What I like most in a pizza crust is something between a thin, crisp crust and the more bready old style. This pizza recipe makes a 10-inch pizza, which I find perfect for two people.
| ||¾ || cup plus 1 tablespoon flour (4 ounces), preferably unbleached all-purpose or Italian-style |
| ||½ || tsp. instant yeast |
| ||½ || tsp. sugar |
| ||½ || tsp. salt |
| ||⅓ || liquid cup water at room temperature (70 to 90 degrees) |
| ||4 || tsp. olive oil |
- In a small bowl, whisk together the flour, instant yeast, and sugar. Whisk in the salt (this keeps the yeast from coming into direct contact with the salt, which would kill it).
- Make a well in the center and pour in the water. Using a rubber spatula or wooden spoon, gradually stir the flour into the water until all the flour is moistened and a dough just begins to form, about 20 seconds. It should come away from the bowl but still stick to it a little, and be a little rough-looking, not silky smooth. Do not overmix, as this will cause the dough to become stickier.
- Pour the oil into a 2-cup measuring cup (to give the dough room to double in size) or a small bowl. With oiled fingers or an oiled spatula, place the dough in the oiled cup and turn it over to coat on all sides with the oil. Cover it tightly.
- If you want to use the dough soon, allow it to sit at room temperature for 1 hour or until doubled. For the best flavor development, make the dough at least 6 hours or up to 24 hours ahead, and allow it to sit at room temperature for only 30 minutes or until slightly puffy. Then set the dough, still in the measuring cup, in the refrigerator. Remove it 1 hour before you want to put it in the oven.

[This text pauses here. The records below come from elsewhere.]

//! Axis orientation codes (`RAS`, `LPS`, ...) of voxel-to-rasmm affines.

use crate::geom::Transform;

use super::IoError;

/// Orientation codes assumed when a header leaves the field blank.
pub(crate) const DEFAULT_VOXEL_ORDER: [char; 3] = ['L', 'P', 'S'];

/// Nearest-axis orientation codes of `affine`.
///
/// Entry `j` names the world direction voxel axis `j` points along: `R`/`L`
/// for x, `A`/`P` for y, `S`/`I` for z. Axes are matched greedily by the
/// largest normalized component. Degenerate columns receive the remaining
/// world axes in positive direction.
#[must_use]
pub fn axcodes(affine: &Transform) -> [char; 3] {
    let m = affine.as_matrix();

    let mut block = [[0.0_f64; 3]; 3];
    for col in 0..3 {
        let norm = (0..3).map(|row| m[row][col] * m[row][col]).sum::<f64>().sqrt();
        if norm > 0.0 && norm.is_finite() {
            for row in 0..3 {
                block[row][col] = m[row][col] / norm;
            }
        }
    }

    let mut codes: [Option<char>; 3] = [None; 3];
    let mut row_used = [false; 3];
    for _ in 0..3 {
        let mut best: Option<(usize, usize, f64)> = None;
        for row in (0..3).filter(|r| !row_used[*r]) {
            for col in (0..3).filter(|c| codes[*c].is_none()) {
                let value = block[row][col];
                if value.abs() > best.map_or(0.0, |(_, _, v)| v.abs()) {
                    best = Some((row, col, value));
                }
            }
        }
        let Some((row, col, value)) = best else { break };
        codes[col] = Some(axis_code(row, value < 0.0));
        row_used[row] = true;
    }

    let mut free_rows = (0..3).filter(|r| !row_used[*r]);
    let mut result = ['R', 'A', 'S'];
    for (col, code) in codes.iter().enumerate() {
        result[col] = match code {
            Some(c) => *c,
            None => free_rows.next().map_or('R', |row| axis_code(row, false)),
        };
    }
    result
}

const fn axis_code(world_axis: usize, negative: bool) -> char {
    match (world_axis, negative) {
        (0, false) => 'R',
        (0, true) => 'L',
        (1, false) => 'A',
        (1, true) => 'P',
        (2, false) => 'S',
        _ => 'I',
    }
}

/// World axis and direction sign of an orientation code.
fn world_axis(code: char) -> Option<(usize, bool)> {
    match code.to_ascii_uppercase() {
        'R' => Some((0, false)),
        'L' => Some((0, true)),
        'A' => Some((1, false)),
        'P' => Some((1, true)),
        'S' => Some((2, false)),
        'I' => Some((2, true)),
        _ => None,
    }
}

/// Parses a header `voxel_order` field. A blank field means
/// [`DEFAULT_VOXEL_ORDER`].
pub(crate) fn parse_voxel_order(raw: &[u8]) -> Result<[char; 3], IoError> {
    let text: String = raw
        .iter()
        .take_while(|b| **b != 0)
        .map(|b| char::from(*b))
        .collect();
    let text = text.trim();
    if text.is_empty() {
        log::warn!("voxel order is blank, assuming LPS");
        return Ok(DEFAULT_VOXEL_ORDER);
    }

    let chars: Vec<char> = text.chars().map(|c| c.to_ascii_uppercase()).collect();
    let invalid = || IoError::InvalidHeader(format!("voxel order `{text}`"));
    let [a, b, c] = chars.as_slice() else {
        return Err(invalid());
    };
    let codes = [*a, *b, *c];

    let mut seen = [false; 3];
    for code in codes {
        let (axis, _) = world_axis(code).ok_or_else(invalid)?;
        if seen[axis] {
            return Err(invalid());
        }
        seen[axis] = true;
    }
    Ok(codes)
}

/// Voxel-index transform from axes ordered as `from` to axes ordered as
/// `to`. `dims` are the volume dimensions along the `from` axes; flipped
/// axes map index `i` to `dims - 1 - i`.
pub(crate) fn reorder_transform(from: [char; 3], to: [char; 3], dims: [f64; 3]) -> Transform {
    let mut m = [[0.0; 4]; 4];
    m[3][3] = 1.0;

    for (src, code) in from.iter().enumerate() {
        let Some((axis, negative)) = world_axis(*code) else {
            continue;
        };
        let target = to
            .iter()
            .position(|c| world_axis(*c).is_some_and(|(a, _)| a == axis));
        let Some((dst, dst_negative)) =
            target.and_then(|dst| world_axis(to[dst]).map(|(_, n)| (dst, n)))
        else {
            continue;
        };

        if negative == dst_negative {
            m[dst][src] = 1.0;
        } else {
            m[dst][src] = -1.0;
            m[dst][3] = dims[src] - 1.0;
        }
    }
    Transform::from_matrix(m)
}

#[cfg(test)]
mod tests {
    use super::*;
    use crate::geom::{Point3, Vec3};

    #[test]
    fn identity_is_ras() {
        assert_eq!(axcodes(&Transform::identity()), ['R', 'A', 'S']);
    }

    #[test]
    fn flipped_x_is_las() {
        let affine = Transform::translate(Vec3::new(90.0, -126.0, -72.0))
            .compose(Transform::scale(-1.25, 1.25, 1.25));
        assert_eq!(axcodes(&affine), ['L', 'A', 'S']);
    }

    #[test]
    fn permuted_axes() {
        let affine = Transform::from_matrix([
            [0.0, 0.0, 2.0, 0.0],
            [-2.0, 0.0, 0.0, 0.0],
            [0.0, 2.0, 0.0, 0.0],
            [0.0, 0.0, 0.0, 1.0],
        ]);
        assert_eq!(axcodes(&affine), ['P', 'S', 'R']);
    }

    #[test]
    fn voxel_order_parsing() {
        assert_eq!(parse_voxel_order(b"LAS\0").expect("valid"), ['L', 'A', 'S']);
        assert_eq!(parse_voxel_order(b"ras\0").expect("valid"), ['R', 'A', 'S']);
        assert_eq!(parse_voxel_order(b"\0\0\0\0").expect("blank"), DEFAULT_VOXEL_ORDER);
        assert!(parse_voxel_order(b"LLS\0").is_err());
        assert!(parse_voxel_order(b"XYZ\0").is_err());
    }

    #[test]
    fn reorder_flips_and_permutes() {
        let same = reorder_transform(['L', 'A', 'S'], ['L', 'A', 'S'], [10.0, 10.0, 10.0]);
        assert_eq!(same, Transform::identity());

        let flip = reorder_transform(['L', 'A', 'S'], ['R', 'A', 'S'], [10.0, 20.0, 30.0]);
        assert_eq!(flip.apply_point(Point3::new(2.0, 3.0, 4.0)), Point3::new(7.0, 3.0, 4.0));

        let swap = reorder_transform(['A', 'R', 'S'], ['R', 'A', 'S'], [10.0, 20.0, 30.0]);
        assert_eq!(swap.apply_point(Point3::new(2.0, 3.0, 4.0)), Point3::new(3.0, 2.0, 4.0));
    }
}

- Preheat the oven to 475 degrees 1 hour before baking. Have an oven shelf at the lowest level and place a baking stone on it before preheating.
- With oiled fingers, lift the dough out of the measuring cup or bowl. Holding the dough in one hand, pour a little of the oil left in the cup or bowl onto the pizza pan, and spread it all over the pan with your fingers. Set the dough on the pan and press it down with your fingers to deflate it gently. Shape it into a smooth round by tucking under the edges. If there are any holes, knead it very lightly until smooth. Allow the dough to sit for 15 minutes, covered, to relax it.
- Using your fingertips, press the dough from the center to the outer edge to stretch it into a 10-inch circle, leaving the outer ½ inch thicker than the rest to form a lip. If the dough resists stretching (as will happen if you have activated the gluten by overkneading it), cover it with plastic wrap and let it rest for a few minutes longer before proceeding.
- Brush the surface of the dough with any remaining olive oil. Cover it with plastic wrap and allow it to sit for 30 to 45 minutes, until it becomes light and slightly puffy with air.
- Set the pizza pan directly on the hot stone and bake for 5 minutes.
- Remove the pan from the oven and spread toppings (such as Pizza Tomato Sauce) over the dough. Return the pan to the stone for 5 minutes or until the toppings have melted and the crust is golden; or, for an extra-crisp and browned bottom crust, using a pancake turner or baker’s peel, slide the pizza from the pan directly onto the stone. After 2 minutes, slip a small metal spatula under one edge of the pizza; if the bottom is golden, raise the pizza to a higher shelf.
- Transfer the pizza to a cutting board and cut with a pizza wheel, sharp knife, or scissors. Serve hot.
You will need a baking stone as well as a steel pizza pan for this recipe.